The old cliche is that everyone has a story to tell. Not only is that true, but what is also true is that everything that surrounds us and makes up our lives is part of a story. This applies not just to the world of entertainment - virtually everything we perceive and can imagine is part of a story.

Beginning with our earliest creation myths, our earliest tales of the gods, warfare, nature and politics, mankind has told stories to pass on information, attempt to explain what is difficult to understand and yes, to simply entertain. Homer's The Iliad and The Odyssey were originally memorized by traveling bards and told in the halls of Kings and around the fires of common folk before being written down in ancient Greek. These two tales are among the great literature of the western world and archaeologists have even found some basis in fact in much of Homer's work.

Reading popular/non-scholarly history books can be just as entertaining as reading great literature. The difference is that what you are reading is fact and not mostly fiction like the fantastic tales of Homer and others. Or is it? Writing history (for the most part) is simply telling a story. It is an historical narrative, filled with the names of famous people, important dates, great battles, wars and empires that changed the course of human events. It is a narrative that is part of a collective memory and heritage of a particular nation at a particular point in time. And over time this narrative can change, just as times change. Added to this is the fact that different nations, for varying reasons, will put their own interpretation on events to fit their own narrative.

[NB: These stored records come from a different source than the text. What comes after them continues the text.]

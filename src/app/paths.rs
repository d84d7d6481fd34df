// SPDX-License-Identifier: MPL-2.0
//! Where the application keeps its files.
//!
//! The data directory holds the answer draft and submitted responses; the
//! config directory holds `settings.toml`. Each one is resolved from the
//! first source that yields a path:
//!
//! 1. an explicit override passed by the caller (tests, embedding)
//! 2. `--data-dir` / `--config-dir` recorded by [`init_cli_overrides`]
//! 3. `INVEST_COMPASS_DATA_DIR` / `INVEST_COMPASS_CONFIG_DIR`
//! 4. the platform directory from `dirs`, suffixed with the app name

use std::path::PathBuf;
use std::sync::OnceLock;

const APP_NAME: &str = "InvestCompass";

pub const ENV_DATA_DIR: &str = "INVEST_COMPASS_DATA_DIR";
pub const ENV_CONFIG_DIR: &str = "INVEST_COMPASS_CONFIG_DIR";

/// Subdirectory of the data directory that receives submitted responses.
pub const RESPONSES_DIR: &str = "responses";

static CLI_DATA_DIR: OnceLock<Option<PathBuf>> = OnceLock::new();
static CLI_CONFIG_DIR: OnceLock<Option<PathBuf>> = OnceLock::new();

#[derive(Debug, Clone, Copy, PartialEq, Eq)]
enum Location {
    Data,
    Config,
}

impl Location {
    fn env_var(self) -> &'static str {
        match self {
            Location::Data => ENV_DATA_DIR,
            Location::Config => ENV_CONFIG_DIR,
        }
    }

    fn cli_override(self) -> Option<PathBuf> {
        let cell = match self {
            Location::Data => &CLI_DATA_DIR,
            Location::Config => &CLI_CONFIG_DIR,
        };
        cell.get().cloned().flatten()
    }

    fn platform_default(self) -> Option<PathBuf> {
        let base = match self {
            Location::Data => dirs::data_dir(),
            Location::Config => dirs::config_dir(),
        };
        base.map(|dir| dir.join(APP_NAME))
    }

    fn resolve(self, explicit: Option<PathBuf>) -> Option<PathBuf> {
        explicit
            .or_else(|| self.cli_override())
            .or_else(|| {
                std::env::var_os(self.env_var())
                    .filter(|value| !value.is_empty())
                    .map(PathBuf::from)
            })
            .or_else(|| self.platform_default())
    }
}

/// Records the directories given on the command line.
///
/// Only the first call has an effect; later calls are logged and ignored.
pub fn init_cli_overrides(data_dir: Option<String>, config_dir: Option<String>) {
    for (cell, value, label) in [
        (&CLI_DATA_DIR, data_dir, "data"),
        (&CLI_CONFIG_DIR, config_dir, "config"),
    ] {
        if cell.set(value.map(PathBuf::from)).is_err() {
            tracing::warn!(dir = label, "command-line directory override already set");
        }
    }
}

/// Resolves the data directory, preferring `override_path` when given.
///
/// Returns `None` only when no platform data directory exists.
pub fn get_app_data_dir_with_override(override_path: Option<PathBuf>) -> Option<PathBuf> {
    Location::Data.resolve(override_path)
}

/// Resolves the directory that receives submitted responses.
pub fn get_responses_dir_with_override(override_path: Option<PathBuf>) -> Option<PathBuf> {
    get_app_data_dir_with_override(override_path).map(|dir| dir.join(RESPONSES_DIR))
}

/// Resolves the config directory, preferring `override_path` when given.
pub fn get_app_config_dir_with_override(override_path: Option<PathBuf>) -> Option<PathBuf> {
    Location::Config.resolve(override_path)
}
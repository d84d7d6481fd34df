// SPDX-License-Identifier: MPL-2.0
//! The user's answers, keyed by question id.
//!
//! Empty input never produces an entry: clearing a text field, emptying a
//! number field or deselecting the last option removes the answer, so
//! "answered" is simply "present in the map".

use serde::{Deserialize, Serialize};
use std::collections::{BTreeMap, BTreeSet};

#[derive(Debug, Clone, PartialEq, Eq, Serialize, Deserialize)]
#[serde(rename_all = "kebab-case")]
pub enum Answer {
    Choice(String),
    Choices(BTreeSet<String>),
    Text(String),
    /// Raw input as typed; parsed during validation.
    Number(String),
}

impl Answer {
    fn is_empty(&self) -> bool {
        match self {
            Answer::Choice(option) => option.is_empty(),
            Answer::Choices(options) => options.is_empty(),
            Answer::Text(value) | Answer::Number(value) => value.is_empty(),
        }
    }

    /// Whether the answer carries nothing but whitespace.
    ///
    /// Blank input is kept as typed, so the field keeps its content, but
    /// counts as unanswered and is left out of submissions.
    #[must_use]
    pub fn is_blank(&self) -> bool {
        match self {
            Answer::Text(value) | Answer::Number(value) => value.trim().is_empty(),
            other => other.is_empty(),
        }
    }
}

#[derive(Debug, Clone, Default, PartialEq, Eq, Serialize, Deserialize)]
#[serde(transparent)]
pub struct Answers(BTreeMap<String, Answer>);

impl Answers {
    #[must_use]
    pub fn new() -> Self {
        Self::default()
    }

    #[must_use]
    pub fn get(&self, question_id: &str) -> Option<&Answer> {
        self.0.get(question_id)
    }

    /// Whether the question has a non-blank answer.
    #[must_use]
    pub fn is_answered(&self, question_id: &str) -> bool {
        self.0.get(question_id).is_some_and(|answer| !answer.is_blank())
    }

    /// Stores an answer, or removes the entry when the answer is empty.
    ///
    /// Text is stored exactly as typed; only the empty string clears it.
    pub fn set(&mut self, question_id: impl Into<String>, answer: Answer) {
        let question_id = question_id.into();
        if answer.is_empty() {
            self.0.remove(&question_id);
        } else {
            self.0.insert(question_id, answer);
        }
    }

    /// Selects `option` for a single-choice question.
    pub fn select(&mut self, question_id: &str, option: &str) {
        self.set(question_id, Answer::Choice(option.to_string()));
    }

    /// Toggles `option` for a multi-choice question.
    pub fn toggle(&mut self, question_id: &str, option: &str) {
        let mut selected = match self.0.get(question_id) {
            Some(Answer::Choices(current)) => current.clone(),
            _ => BTreeSet::new(),
        };
        if !selected.remove(option) {
            selected.insert(option.to_string());
        }
        self.set(question_id, Answer::Choices(selected));
    }

    /// Whether `option` is currently selected for a choice question.
    #[must_use]
    pub fn is_selected(&self, question_id: &str, option: &str) -> bool {
        match self.0.get(question_id) {
            Some(Answer::Choice(current)) => current == option,
            Some(Answer::Choices(current)) => current.contains(option),
            _ => false,
        }
    }

    /// Raw text of a text or number answer, empty when unanswered.
    #[must_use]
    pub fn raw_text(&self, question_id: &str) -> &str {
        match self.0.get(question_id) {
            Some(Answer::Text(value) | Answer::Number(value)) => value,
            _ => "",
        }
    }

    pub fn remove(&mut self, question_id: &str) -> Option<Answer> {
        self.0.remove(question_id)
    }

    pub fn clear(&mut self) {
        self.0.clear();
    }

    pub fn iter(&self) -> impl Iterator<Item = (&str, &Answer)> {
        self.0.iter().map(|(id, answer)| (id.as_str(), answer))
    }

    /// Answers that are not blank, in question id order.
    pub fn answered(&self) -> impl Iterator<Item = (&str, &Answer)> {
        self.iter().filter(|(_, answer)| !answer.is_blank())
    }

    #[must_use]
    pub fn len(&self) -> usize {
        self.0.len()
    }

    #[must_use]
    pub fn is_empty(&self) -> bool {
        self.0.is_empty()
    }
}
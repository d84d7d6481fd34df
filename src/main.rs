// SPDX-License-Identifier: MPL-2.0
use invest_compass::app::{self, paths, Flags};
use std::path::PathBuf;
use tracing_subscriber::EnvFilter;

const HELP: &str = "\
Invest Compass - investment questionnaire

USAGE:
  invest_compass [OPTIONS]

OPTIONS:
  -h, --help               Print this help
  --lang <LOCALE>          Interface language (en-US, zh-CN)
  --data-dir <DIR>         Directory for the draft and saved responses
  --config-dir <DIR>       Directory for settings.toml

ENVIRONMENT:
  INVEST_COMPASS_DATA_DIR, INVEST_COMPASS_CONFIG_DIR, RUST_LOG
";

fn main() -> iced::Result {
    let mut args = pico_args::Arguments::from_env();

    if args.contains(["-h", "--help"]) {
        print!("{HELP}");
        return Ok(());
    }

    init_tracing();

    let lang: Option<String> = opt_value(&mut args, "--lang");
    let data_dir: Option<String> = opt_value(&mut args, "--data-dir");
    let config_dir: Option<String> = opt_value(&mut args, "--config-dir");

    let remaining = args.finish();
    if !remaining.is_empty() {
        tracing::warn!(?remaining, "ignoring unknown arguments");
    }

    paths::init_cli_overrides(data_dir.clone(), config_dir.clone());

    app::run(Flags {
        lang,
        data_dir: data_dir.map(PathBuf::from),
        config_dir: config_dir.map(PathBuf::from),
    })
}

fn init_tracing() {
    let filter = EnvFilter::try_from_default_env()
        .unwrap_or_else(|_| EnvFilter::new("invest_compass=info"));
    let _ = tracing_subscriber::fmt().with_env_filter(filter).try_init();
}

fn opt_value(args: &mut pico_args::Arguments, key: &'static str) -> Option<String> {
    match args.opt_value_from_str(key) {
        Ok(value) => value,
        Err(err) => {
            tracing::warn!(%err, "invalid value for {key}");
            None
        }
    }
}
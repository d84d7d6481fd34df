// SPDX-License-Identifier: MPL-2.0
use thiserror::Error;

#[derive(Debug, Clone, Error)]
pub enum Error {
    #[error("I/O Error: {0}")]
    Io(String),
    #[error("Config Error: {0}")]
    Config(String),
    #[error("Questionnaire Error: {0}")]
    Questionnaire(String),
    #[error("Save Error: {0}")]
    Save(String),
}

impl Error {
    /// Returns the i18n message key used when this error is shown to the user.
    pub fn i18n_key(&self) -> &'static str {
        match self {
            Error::Io(_) => "error-io",
            Error::Config(_) => "error-config",
            Error::Questionnaire(_) => "error-questionnaire",
            Error::Save(_) => "error-save",
        }
    }
}

impl From<std::io::Error> for Error {
    fn from(err: std::io::Error) -> Self {
        Error::Io(err.to_string())
    }
}

impl From<toml::de::Error> for Error {
    fn from(err: toml::de::Error) -> Self {
        Error::Config(err.to_string())
    }
}

impl From<toml::ser::Error> for Error {
    fn from(err: toml::ser::Error) -> Self {
        Error::Config(err.to_string())
    }
}

pub type Result<T> = std::result::Result<T, Error>;
// SPDX-License-Identifier: MPL-2.0
//! Centralized default values for configuration constants.

// ==========================================================================
// Locale Defaults
// ==========================================================================

/// Locale used when neither CLI, config, nor OS locale resolves.
pub const DEFAULT_LOCALE: &str = "en-US";

// ==========================================================================
// Wizard Defaults
// ==========================================================================

/// Whether the user may advance past a stage with unanswered required questions
/// after confirming through the warning toast.
pub const DEFAULT_ALLOW_SKIP_REQUIRED: bool = true;

/// Whether in-progress answers are saved to the draft file after each change.
pub const DEFAULT_AUTOSAVE_DRAFT: bool = true;
// SPDX-License-Identifier: MPL-2.0
//! Summary shown on the final stage: every earlier stage with its answers
//! and an edit button, plus the count of required questions still open.

use super::state::Message;
use super::view::{muted_text, ViewContext};
use crate::i18n::fluent::I18n;
use crate::questionnaire::{Answer, Question};
use crate::ui::design_tokens::{palette, spacing, typography};
use crate::ui::styles;
use iced::{
    alignment::Vertical,
    font::Weight,
    widget::{button, container, text, Column, Container, Row, Space, Text},
    Element, Font, Length, Theme,
};

/// Human-readable rendering of an answer in the active language.
pub fn display_answer(i18n: &I18n, question: &Question, answer: &Answer) -> String {
    match answer {
        Answer::Choice(option) => i18n.tr(&question.option_key(option)),
        Answer::Choices(options) => options
            .iter()
            .map(|option| i18n.tr(&question.option_key(option)))
            .collect::<Vec<_>>()
            .join(", "),
        Answer::Text(value) | Answer::Number(value) => value.trim().to_string(),
    }
}

pub(super) fn view<'a>(ctx: &ViewContext<'a>) -> Element<'a, Message> {
    let questionnaire = ctx.state.questionnaire();
    let answers = ctx.state.answers();
    let last = questionnaire.stage_count().saturating_sub(1);

    let title = Text::new(ctx.i18n.tr("review-summary-title"))
        .size(typography::TITLE_MD)
        .font(Font {
            weight: Weight::Bold,
            ..Font::default()
        });

    let mut summary = Column::new().spacing(spacing::SM).push(title);

    for (index, stage) in questionnaire.stages().iter().enumerate().take(last) {
        let edit = button(Text::new(ctx.i18n.tr("wizard-edit-button")).size(typography::BODY_SM))
            .padding([spacing::XXS, spacing::SM])
            .style(styles::button::unselected)
            .on_press_maybe(ctx.state.is_visited(index).then_some(Message::JumpTo(index)));

        let header = Row::new()
            .spacing(spacing::SM)
            .align_y(Vertical::Center)
            .push(Text::new(ctx.i18n.tr(&stage.title_key())).size(typography::TITLE_SM))
            .push(Space::new().width(Length::Fill))
            .push(edit);

        let rows = stage.questions.iter().fold(
            Column::new().spacing(spacing::XXS),
            |column, question| match answers.get(&question.id).filter(|a| !a.is_blank()) {
                Some(answer) => column.push(answer_row(
                    ctx.i18n.tr(&question.prompt_key()),
                    display_answer(ctx.i18n, question, answer),
                    false,
                )),
                None if question.required => column.push(answer_row(
                    ctx.i18n.tr(&question.prompt_key()),
                    ctx.i18n.tr("review-no-answer"),
                    true,
                )),
                None => column,
            },
        );

        summary = summary.push(
            Container::new(Column::new().spacing(spacing::XS).push(header).push(rows))
                .width(Length::Fill)
                .padding(spacing::SM)
                .style(styles::container::panel),
        );
    }

    let missing = ctx.state.missing_required();
    let status = if missing == 0 {
        Text::new(ctx.i18n.tr("review-complete")).style(|_theme: &Theme| text::Style {
            color: Some(palette::SUCCESS_500),
        })
    } else {
        Text::new(ctx.i18n.tr_with_args(
            "review-missing-count",
            &[("count", missing.to_string().as_str())],
        ))
        .style(|_theme: &Theme| text::Style {
            color: Some(palette::WARNING_500),
        })
    };

    summary
        .push(container(status.size(typography::BODY)).padding([spacing::XXS, 0.0]))
        .into()
}

fn answer_row<'a>(prompt: String, value: String, missing: bool) -> Element<'a, Message> {
    let value = Text::new(value).size(typography::BODY_SM);
    let value = if missing {
        value.style(|_theme: &Theme| text::Style {
            color: Some(palette::ERROR_500),
        })
    } else {
        value
    };

    Column::new()
        .push(Text::new(prompt).size(typography::CAPTION).style(muted_text))
        .push(value)
        .into()
}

This is just one aspect to be kept in mind when reading and studying history. You also have to include the personal prejudices of the writer(s), the time at which the work was written, is this taken from a first-hand account (a diary, letter or autobiography) or something second or third hand? Finally flat-out mistakes find their way into print all of the time, either through laziness, faulty memory or through relying on the wrong source. (The Internet universe, unfortunately, is full of such misinformation).

I find myself constantly fact checking simple information for my own studies and for this blog. I try to be as accurate as possible in my writing by checking and re-checking my facts, but I still catch myself making mistakes. As for my own prejudices in writing - just like every other writer who has ever lived - I am a product of the times I live in.

So, let me tell you a story...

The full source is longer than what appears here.